Burlington Contemporary Issue 2 - now live, The Burlington Magazine
- Artformliterature, museums, visual arts
- ContactMartha Barratt email@example.com
Launched in May this year, Burlington Contemporary’s online journal has won acclaim for its pioneering research and innovatory perspectives on contemporary art history.
The second issue launches on 27th November. One of its themes is the way contemporary artists are addressing present concerns through an analysis of the past. Feminist avant-garde cinema of the 1970s provides a model for recent sex-worker campaigns for labour rights; experimental group therapy pioneered in the same decade is linked to the work of the photographer Jo Spence and the generation of artists making ‘selfie’ art for the internet; and the cut-outs by the Turner Prize winner Lubaina Himid are compared with seventeenth-century theatrical props and eighteenth-century satire.
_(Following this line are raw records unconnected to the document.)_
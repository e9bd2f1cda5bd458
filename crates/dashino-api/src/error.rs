use std::time::Duration;

use thiserror::Error;

/// Top-level error type for the `dashino-api` crate.
///
/// Failures fall into two classes that callers must be able to tell apart:
///
/// - **request** errors: the remote answered with a non-2xx status
///   ([`Error::Request`], the only variant carrying a status code);
/// - **transport** errors: no usable response was obtained
///   ([`Error::Transport`], [`Error::Timeout`], [`Error::Deserialization`]).
///
/// The remaining variants are raised before any I/O happens, while building
/// a client or resolving a target URL.
#[derive(Debug, Error)]
pub enum Error {
    // ── Remote ──────────────────────────────────────────────────────
    /// The remote responded with a non-2xx status.
    ///
    /// `message` is `"Status <code>: <body snippet>"`, the same text stored
    /// in the client's last-error slot.
    #[error("Dashino request failed: {message}")]
    Request { status: u16, message: String },

    // ── Transport ───────────────────────────────────────────────────
    /// HTTP transport error (connection refused, DNS failure, etc.)
    #[error("HTTP transport error: {0}")]
    Transport(#[from] reqwest::Error),

    /// Request did not complete within the configured timeout.
    #[error("Request timed out after {timeout:?}")]
    Timeout { timeout: Duration },

    /// A 2xx response declared JSON but the body could not be decoded.
    #[error("Deserialization error: {message}")]
    Deserialization { message: String, body: String },

    // ── Construction ────────────────────────────────────────────────
    /// URL parsing error.
    #[error("Invalid URL: {0}")]
    InvalidUrl(#[from] url::ParseError),

    /// Base URL parsed but is not usable (wrong scheme, no host).
    #[error("Invalid base URL '{url}': {reason}")]
    InvalidBaseUrl { url: String, reason: String },

    /// Header name or value rejected by the HTTP stack.
    #[error("Invalid header {name}: {reason}")]
    InvalidHeader { name: String, reason: String },

    /// TLS configuration or HTTP client construction failed.
    #[error("TLS error: {0}")]
    Tls(String),

    /// A source or state key resolved to the empty string.
    #[error("Dashino {what} is required")]
    EmptyIdentifier { what: &'static str },
}

impl Error {
    /// HTTP status of a request error. `None` for every transport-class
    /// or construction error.
    pub fn status(&self) -> Option<u16> {
        match self {
            Self::Request { status, .. } => Some(*status),
            _ => None,
        }
    }

    /// Returns `true` if the remote answered 404.
    pub fn is_not_found(&self) -> bool {
        self.status() == Some(404)
    }

    /// Returns `true` if the request ran out of time.
    pub fn is_timeout(&self) -> bool {
        match self {
            Self::Timeout { .. } => true,
            Self::Transport(e) => e.is_timeout(),
            _ => false,
        }
    }

    /// Returns `true` if no usable response was obtained.
    pub fn is_transport(&self) -> bool {
        matches!(
            self,
            Self::Transport(_) | Self::Timeout { .. } | Self::Deserialization { .. }
        )
    }
}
The journal’s aim to encourage criticism based on in-depth visual analysis is demonstrated by a critique of the films of Adrian Paci as formal expressions of his complex politics, while in an article on animal–human collaboration in contemporary art, the ecological environments created by Pierre Huyghe are explored alongside the questionable products of ‘Ape art’.
Full list of contents:
1.WORKERS! Renewing the aesthetics and politics of 1970s feminist art, by Victoria HORNE
2.Exploring the Influence of Keith Kennedy’s Transactional Photography on the therapeutic photography of Jo Spence and Rosy Martin,by George Vasey
3.Between species: animal–human collaboration in contemporary art, by Chad Elias
4. ‘Silent Companions:’ Staging Lubaina Himid’s ‘Fashionable Marriage’ (1986) and ‘Naming the Money’ (2004), by Mora Beauchamp-Byrd
5.The Labour Aesthetic: On the convergence of beauty and politics in Adrian Paci's 'The Column’ (2013', by Sarah Messerschmidt
Notes for Editors
Burlington Contemporary is a free online platform for reviews and research on international contemporary art published by the Burlington Magazine. It publishes weekly reviews in addition to a peer-reviewed academic journal. It is free to access and aims to support the emerging field of contemporary art history.